POESIA

logo_escnr
0crest
profile-photo-wmarte-96x96logo_fundacio-catalana-recerca_280media,973,en
poesia
Principal Investigator:

José María Gómez Hidalgo


Contact:
buenaga<at>uem.es

Address:
C/ Tajo, s/n, 28670 Villaviciosa de Odón

Duration:
2002-2004

Project Page:

Introduction

Internet provides children access to pornography and other unsuitable content much more expeditious ways than other media. In order to improve the effectiveness of existing filters, introduced POESIA project that aims to develop and evaluate an open source tool for filtering material accessible via the Internet in educational settings.

Operation

POESIA (Public Open-source Environment for a Safer Internet Access) is a tool for filtering inappropriate content on the Internet, in educational settings. The software contains different filters that include pornography, internet channels and works in several languages ​​(English, Italian, Spanish and French.

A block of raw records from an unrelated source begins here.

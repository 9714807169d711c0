pub mod catalog;
pub mod config;
pub mod doctor;
pub mod migrate;
pub mod seed;
pub mod start;

use serde::Serialize;
use storefront_core::config::{AppConfig, LoadOptions};
use storefront_db::{connect_with_config, DbPool};
use tokio::runtime::Runtime;

#[derive(Debug, Clone)]
pub struct CommandResult {
    pub exit_code: u8,
    pub output: String,
}

#[derive(Debug, Serialize)]
struct CommandOutcome {
    command: String,
    status: String,
    error_class: Option<String>,
    message: String,
}

impl CommandResult {
    pub fn success(command: &str, message: impl Into<String>) -> Self {
        let payload = CommandOutcome {
            command: command.to_string(),
            status: "ok".to_string(),
            error_class: None,
            message: message.into(),
        };
        Self { exit_code: 0, output: serialize_payload(payload) }
    }

    pub fn failure(
        command: &str,
        error_class: &str,
        message: impl Into<String>,
        exit_code: u8,
    ) -> Self {
        let payload = CommandOutcome {
            command: command.to_string(),
            status: "error".to_string(),
            error_class: Some(error_class.to_string()),
            message: message.into(),
        };
        Self { exit_code, output: serialize_payload(payload) }
    }
}

/// Failure classification shared by every database-backed command.
pub(crate) type Failure = (&'static str, String, u8);

pub(crate) fn load_config(command: &str) -> Result<AppConfig, CommandResult> {
    AppConfig::load(LoadOptions::default()).map_err(|error| {
        CommandResult::failure(
            command,
            "config_validation",
            format!("configuration issue: {error}"),
            2,
        )
    })
}

pub(crate) fn runtime(command: &str) -> Result<Runtime, CommandResult> {
    tokio::runtime::Builder::new_current_thread().enable_all().build().map_err(|error| {
        CommandResult::failure(
            command,
            "runtime_init",
            format!("failed to initialize async runtime: {error}"),
            3,
        )
    })
}

pub(crate) async fn open_pool(config: &AppConfig) -> Result<DbPool, Failure> {
    connect_with_config(&config.database)
        .await
        .map_err(|error| ("db_connectivity", error.to_string(), 4u8))
}

fn serialize_payload(payload: CommandOutcome) -> String {
    serde_json::to_string(&payload).unwrap_or_else(|error| {
        format!(
            "{{\"command\":\"unknown\",\"status\":\"error\",\"error_class\":\"serialization\",\"message\":\"{}\"}}",
            error.to_string().replace('\\', "\\\\").replace('"', "\\\"")
        )
    })
}
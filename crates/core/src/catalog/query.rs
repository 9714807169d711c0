use std::collections::BTreeSet;
use std::num::NonZeroU32;
use std::str::FromStr;

use rust_decimal::Decimal;
use serde::{Deserialize, Serialize};

use crate::domain::product::Product;
use crate::errors::DomainError;

pub const DEFAULT_PAGE_SIZE: u32 = 12;

#[derive(Clone, Copy, Debug, Default, PartialEq, Eq, Hash, Serialize, Deserialize)]
#[serde(rename_all = "snake_case")]
pub enum SortBy {
    #[default]
    Relevance,
    PriceAsc,
    PriceDesc,
    Newest,
    Rating,
    Popularity,
}

impl SortBy {
    pub fn as_str(&self) -> &'static str {
        match self {
            Self::Relevance => "relevance",
            Self::PriceAsc => "price_asc",
            Self::PriceDesc => "price_desc",
            Self::Newest => "newest",
            Self::Rating => "rating",
            Self::Popularity => "popularity",
        }
    }

    pub fn parse(value: &str) -> Option<Self> {
        match value.trim().to_ascii_lowercase().as_str() {
            "relevance" => Some(Self::Relevance),
            "price_asc" => Some(Self::PriceAsc),
            "price_desc" => Some(Self::PriceDesc),
            "newest" => Some(Self::Newest),
            "rating" => Some(Self::Rating),
            "popularity" => Some(Self::Popularity),
            _ => None,
        }
    }
}

impl FromStr for SortBy {
    type Err = DomainError;

    fn from_str(value: &str) -> Result<Self, Self::Err> {
        Self::parse(value).ok_or_else(|| {
            DomainError::Validation(format!(
                "unsupported sort `{value}` (expected relevance|price_asc|price_desc|newest|rating|popularity)"
            ))
        })
    }
}

/// Which text fields a free-text query is matched against.
#[derive(Clone, Copy, Debug, Default, PartialEq, Eq, Serialize, Deserialize)]
#[serde(rename_all = "snake_case")]
pub enum SearchScope {
    /// name, description, brand
    Search,
    /// name, description, category
    #[default]
    Listing,
}

/// Inclusive bounds on effective price. Either side may be open.
#[derive(Clone, Copy, Debug, Default, PartialEq, Eq, Serialize, Deserialize)]
pub struct PriceRange {
    min: Option<Decimal>,
    max: Option<Decimal>,
}

impl PriceRange {
    pub const UNBOUNDED: Self = Self { min: None, max: None };

    pub fn new(min: Option<Decimal>, max: Option<Decimal>) -> Result<Self, DomainError> {
        if let (Some(min), Some(max)) = (min, max) {
            if min > max {
                return Err(DomainError::Validation(format!(
                    "price range minimum {min} is greater than maximum {max}"
                )));
            }
        }
        Ok(Self { min, max })
    }

    pub fn between(min: Decimal, max: Decimal) -> Result<Self, DomainError> {
        Self::new(Some(min), Some(max))
    }

    pub fn min(&self) -> Option<Decimal> {
        self.min
    }

    pub fn max(&self) -> Option<Decimal> {
        self.max
    }

    pub fn contains(&self, price: Decimal) -> bool {
        self.min.map_or(true, |min| price >= min) && self.max.map_or(true, |max| price <= max)
    }
}

/// Immutable description of one catalog query. Every change goes through a
/// `with_*` constructor that returns a new value.
#[derive(Clone, Debug, Default, PartialEq, Eq, Serialize, Deserialize)]
pub struct FilterSpec {
    sort_by: SortBy,
    price_range: PriceRange,
    brands: BTreeSet<String>,
    min_rating: Option<Decimal>,
    query: Option<String>,
    category: Option<String>,
    scope: SearchScope,
}

impl FilterSpec {
    pub fn new() -> Self {
        Self::default()
    }

    pub fn sort_by(&self) -> SortBy {
        self.sort_by
    }

    pub fn price_range(&self) -> PriceRange {
        self.price_range
    }

    pub fn brands(&self) -> &BTreeSet<String> {
        &self.brands
    }

    pub fn min_rating(&self) -> Option<Decimal> {
        self.min_rating
    }

    pub fn query(&self) -> Option<&str> {
        self.query.as_deref()
    }

    pub fn category(&self) -> Option<&str> {
        self.category.as_deref()
    }

    pub fn scope(&self) -> SearchScope {
        self.scope
    }

    pub fn with_sort_by(&self, sort_by: SortBy) -> Self {
        Self { sort_by, ..self.clone() }
    }

    pub fn with_price_range(&self, price_range: PriceRange) -> Self {
        Self { price_range, ..self.clone() }
    }

    pub fn with_brands<I, S>(&self, brands: I) -> Self
    where
        I: IntoIterator<Item = S>,
        S: Into<String>,
    {
        let brands = brands
            .into_iter()
            .map(Into::into)
            .filter(|brand: &String| !brand.trim().is_empty())
            .collect();
        Self { brands, ..self.clone() }
    }

    /// Selecting a rating replaces any previous selection.
    pub fn with_min_rating(&self, min_rating: Option<Decimal>) -> Self {
        Self { min_rating, ..self.clone() }
    }

    pub fn with_query(&self, query: Option<&str>) -> Self {
        let query = query.map(str::trim).filter(|value| !value.is_empty()).map(str::to_string);
        Self { query, ..self.clone() }
    }

    pub fn with_category(&self, category: Option<&str>) -> Self {
        let category = category.filter(|value| !value.is_empty()).map(str::to_string);
        Self { category, ..self.clone() }
    }

    pub fn with_scope(&self, scope: SearchScope) -> Self {
        Self { scope, ..self.clone() }
    }

    pub fn matches(&self, product: &Product) -> bool {
        FilterStage::ALL.iter().all(|stage| stage.admits(self, product))
    }
}

/// The independent filter stages. Their order does not change the result set.
#[derive(Clone, Copy, Debug, PartialEq, Eq)]
pub enum FilterStage {
    Text,
    Category,
    Price,
    Brand,
    Rating,
}

impl FilterStage {
    pub const ALL: [Self; 5] = [Self::Text, Self::Category, Self::Price, Self::Brand, Self::Rating];

    pub fn admits(&self, spec: &FilterSpec, product: &Product) -> bool {
        match self {
            Self::Text => match spec.query() {
                None => true,
                Some(query) => text_matches(product, query, spec.scope()),
            },
            Self::Category => spec.category().map_or(true, |category| product.category == category),
            Self::Price => spec.price_range().contains(product.effective_price()),
            Self::Brand => spec.brands().is_empty() || spec.brands().contains(&product.brand),
            Self::Rating => spec.min_rating().map_or(true, |threshold| product.rating >= threshold),
        }
    }
}

fn text_matches(product: &Product, query: &str, scope: SearchScope) -> bool {
    let needle = query.to_lowercase();
    let contains = |field: &str| field.to_lowercase().contains(&needle);

    contains(&product.name)
        || contains(&product.description)
        || match scope {
            SearchScope::Search => contains(&product.brand),
            SearchScope::Listing => contains(&product.category),
        }
}

/// Stable sort; equal keys keep their input order and `Relevance` keeps it all.
pub fn sort_products(products: &mut [&Product], sort_by: SortBy) {
    match sort_by {
        SortBy::Relevance => {}
        SortBy::PriceAsc => products.sort_by_key(|product| product.effective_price()),
        SortBy::PriceDesc => {
            products.sort_by(|a, b| b.effective_price().cmp(&a.effective_price()))
        }
        SortBy::Newest => products.sort_by(|a, b| b.created_at.cmp(&a.created_at)),
        SortBy::Rating => products.sort_by(|a, b| b.rating.cmp(&a.rating)),
        SortBy::Popularity => products.sort_by(|a, b| b.sales_count.cmp(&a.sales_count)),
    }
}

#[derive(Clone, Debug, PartialEq, Eq, Serialize, Deserialize)]
#[serde(rename_all = "camelCase")]
pub struct Page<T> {
    pub items: Vec<T>,
    pub page: u32,
    pub page_size: u32,
    pub total_items: usize,
    pub total_pages: u32,
}

/// Offset pagination over an already ordered result. Pages past the end are empty.
pub fn paginate<T: Clone>(items: &[T], page: NonZeroU32, page_size: NonZeroU32) -> Page<T> {
    let size = page_size.get() as usize;
    let total_pages = items.len().div_ceil(size);
    let start = (page.get() as usize - 1).saturating_mul(size);
    let slice = items.get(start..).map_or(&[][..], |rest| &rest[..rest.len().min(size)]);

    Page {
        items: slice.to_vec(),
        page: page.get(),
        page_size: page_size.get(),
        total_items: items.len(),
        total_pages: u32::try_from(total_pages).unwrap_or(u32::MAX),
    }
}

/// Pure filter, sort, paginate pipeline over whatever products it is handed.
#[derive(Clone, Copy, Debug)]
pub struct CatalogQueryEngine {
    page_size: NonZeroU32,
}

impl Default for CatalogQueryEngine {
    fn default() -> Self {
        Self { page_size: NonZeroU32::MIN.saturating_add(DEFAULT_PAGE_SIZE - 1) }
    }
}

impl CatalogQueryEngine {
    pub fn new(page_size: NonZeroU32) -> Self {
        Self { page_size }
    }

    pub fn page_size(&self) -> NonZeroU32 {
        self.page_size
    }

    pub fn filter<'a>(&self, products: &'a [Product], spec: &FilterSpec) -> Vec<&'a Product> {
        products.iter().filter(|product| spec.matches(product)).collect()
    }

    pub fn run<'a>(&self, products: &'a [Product], spec: &FilterSpec) -> Vec<&'a Product> {
        let mut matched = self.filter(products, spec);
        sort_products(&mut matched, spec.sort_by());
        matched
    }

    pub fn query(&self, products: &[Product], spec: &FilterSpec) -> Vec<Product> {
        self.run(products, spec).into_iter().cloned().collect()
    }

    pub fn query_page(
        &self,
        products: &[Product],
        spec: &FilterSpec,
        page: NonZeroU32,
    ) -> Page<Product> {
        let ordered = self.run(products, spec);
        let page = paginate(&ordered, page, self.page_size);
        Page {
            items: page.items.into_iter().cloned().collect(),
            page: page.page,
            page_size: page.page_size,
            total_items: page.total_items,
            total_pages: page.total_pages,
        }
    }
}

This uses text analysis techniques, image processing, code analysis, etc..

The software is designed to be implemented in educational settings such as libraries, classes, etc..

Entities involved in the development

Istituto di Linguistica Computazionale (Italy), Commissariat à l’Energie Atomique (France), Ecole Nouvelle d’Ingénieurs en Communication (France), M.E.T.A. S.r.l. (Italy), Universidad Europea UEM (Spain), University of Shffield (United Kingdom), Fundació Catalana per a la Recerca (Spain), PIXEL Associazione (Italy), Liverpool Hope University College (United Kingdom) and Telefónica.

System and architecture

POESIA used two different strategies. The first is the integration with various technologies, it is possible to POESIA is open-source.

The second is to nourish estregia external collaborations to achieve more effective filters and in several languages. This is achieved using additional technologies like SQUED, JigSaw, WEKA, etc..

For light filters are used VSM (Vector Space Model). For hard filters using a representation based on natural language using terminology, phrases, words and other specific content related to pornography. Just as semantic analysis techniques

Results

There is a prototype lightweight filter works in Spanish. The prototype has been designed based on in WEKA1 environment, the system proxy Bookseller Muffin and HTMLParser3.

Includes 26 coded in Java language classes and 2700 lines of code. Using the vector-binary model text rendering using a deny list.

In a test with 55 sites (27 were pornographic sites) gave a result of 0.941 to 0.806 pornographic and non-pornographic content. The results are promising.

Bibliography

For the light filter, a Vector Space Model (Salton, 1989) text representation has been selected, with stemming and stoplist filtering. A cost sensitive learn Gómez, J.M., M. Mana, y E. Puertas. 2000. Combining text and heuristics for cost-sensitive spam filtering. En Proceedings of the Fourth Computational Natural Language Learning Workshop, oNLL-2000, Lisbon, Portugal. Association for Computational Linguistics.

Gómez, J.M. 2002. Evaluating cost-sensitive unsolicited bulk email categorization. En Proceedings of the the ACM Symposium on Applied Computing.

Salton, G. 1989. Automatic Text Processing: The Transformation, Analysis and Retrieval of Information by Computer. Addison-Wesley.

Sebastiani, Fabrizio. 2002. Machine learning in automated text categorization. ACM Computing Surveys, 34(1):1–47.